What is a progress note?
This document outlines goals and strategies for treatment.
What is a treatment plan?
This approach emphasizes motivation and readiness to change.
What is motivational interviewing?
This must be signed before treatment begins.
What is consent for treatment?
This best practice includes documenting client quotes when relevant to support clinical observations.
What is using direct client statements?
This federal law protects the privacy of patient health information.
What is HIPAA?
This summarizes a patient’s condition when leaving treatment.
What is a discharge summary?
These should be specific, measurable, and time-limited.
What are objectives?
This protects professionals from legal claims.
What is liability insurance?
This documentation format stands for Subjective, Objective, Assessment, and Plan.
What is SOAP?
This regulation specifically protects substance use treatment records.
What is 42 CFR Part 2?
This includes measurable steps toward achieving treatment goals.
What are objectives?
These are the counselor’s actions to help the client meet objectives.
What are interventions?
This occurs when a provider fails to meet the standard of care.
What is negligence?
This format includes Data, Assessment, and Plan.
What is DAP?
This term refers to the obligation of an individual or organization to safeguard entrusted information.
What is confidentiality?
This document is completed at the beginning of treatment to gather history and needs.
What is an intake assessment?
This ensures the plan reflects the client’s needs, strengths, and input.
What is individualized treatment planning?
Confidentiality can be broken if a client poses this type of threat.
What is a danger to self or others?
The ASAM Criteria are primarily used for this purpose in treatment settings.
What is determining level of care?
This is required when correcting an error in a record.

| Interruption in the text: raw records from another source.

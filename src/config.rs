//! Dashboard configuration.
//!
//! Defaults reproduce the demo cadence. The server binary overrides
//! individual fields from command-line flags and environment variables.

use std::time::Duration;

use serde::{Deserialize, Serialize};

/// Timer periods, delays and buffer sizes for a `Dashboard`.
#[derive(Debug, Clone, PartialEq, Eq, Serialize, Deserialize)]
#[serde(default)]
pub struct DashboardConfig {
    /// Period of the synthetic ingestion feed.
    #[serde(with = "millis")]
    pub ingest_period: Duration,
    /// Every Nth ingestion tick also produces a point-of-sale sample (0 disables).
    pub pos_sample_every: u32,
    /// Period of the metrics random walk.
    #[serde(with = "millis")]
    pub metrics_period: Duration,
    /// Period of the inventory stock drift.
    #[serde(with = "millis")]
    pub inventory_period: Duration,
    /// Period of generated insights.
    #[serde(with = "millis")]
    pub insight_period: Duration,
    /// Delay between executing a decision and reporting its impact.
    #[serde(with = "millis")]
    pub impact_report_delay: Duration,
    /// Upper bound on one text-generation call.
    #[serde(with = "millis")]
    pub text_generation_timeout: Duration,
    /// Maximum number of records kept in the ingestion log (oldest evicted).
    pub ingestion_log_capacity: usize,
    /// Per-listener buffer of the outbound push channel.
    pub outbound_capacity: usize,
    /// Starting web-traffic counter.
    pub initial_web_traffic: u64,
}

impl Default for DashboardConfig {
    fn default() -> Self {
        Self {
            ingest_period: Duration::from_secs(3),
            pos_sample_every: 5,
            metrics_period: Duration::from_secs(5),
            inventory_period: Duration::from_secs(8),
            insight_period: Duration::from_secs(15),
            impact_report_delay: Duration::from_secs(10),
            text_generation_timeout: Duration::from_secs(30),
            ingestion_log_capacity: 10_000,
            outbound_capacity: 1024,
            initial_web_traffic: 1000,
        }
    }
}

mod millis {
    use std::time::Duration;

    use serde::{Deserialize, Deserializer, Serializer};

    pub fn serialize<S: Serializer>(d: &Duration, s: S) -> Result<S::Ok, S::Error> {
        s.serialize_u64(u64::try_from(d.as_millis()).unwrap_or(u64::MAX))
    }

    pub fn deserialize<'de, D: Deserializer<'de>>(d: D) -> Result<Duration, D::Error> {
        u64::deserialize(d).map(Duration::from_millis)
    }
}

#[cfg(test)]
mod tests {
    use super::*;

    #[test]
    fn defaults_match_demo_cadence() {
        let cfg = DashboardConfig::default();
        assert_eq!(cfg.ingest_period, Duration::from_secs(3));
        assert_eq!(cfg.metrics_period, Duration::from_secs(5));
        assert_eq!(cfg.inventory_period, Duration::from_secs(8));
        assert_eq!(cfg.insight_period, Duration::from_secs(15));
        assert_eq!(cfg.impact_report_delay, Duration::from_secs(10));
        assert_eq!(cfg.initial_web_traffic, 1000);
    }

    #[test]
    fn partial_json_keeps_other_defaults() {
        let cfg: DashboardConfig = serde_json::from_str(r#"{"metrics_period": 250}"#).unwrap();
        assert_eq!(cfg.metrics_period, Duration::from_millis(250));
        assert_eq!(cfg.inventory_period, Duration::from_secs(8));
    }
}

What is drawing a single line through the error and initialing it?
This record is a legal document used to request client information from another provider.
What is a release of information form?
This should be sought when a counselor is unsure how to proceed with a case.
What is supervision?
This document may require a clinician to release client records by court order.
What is a subpoena?
This key rule means that services not written in the record are assumed not to have occurred.
What is “if it isn’t documented, it didn’t happen”?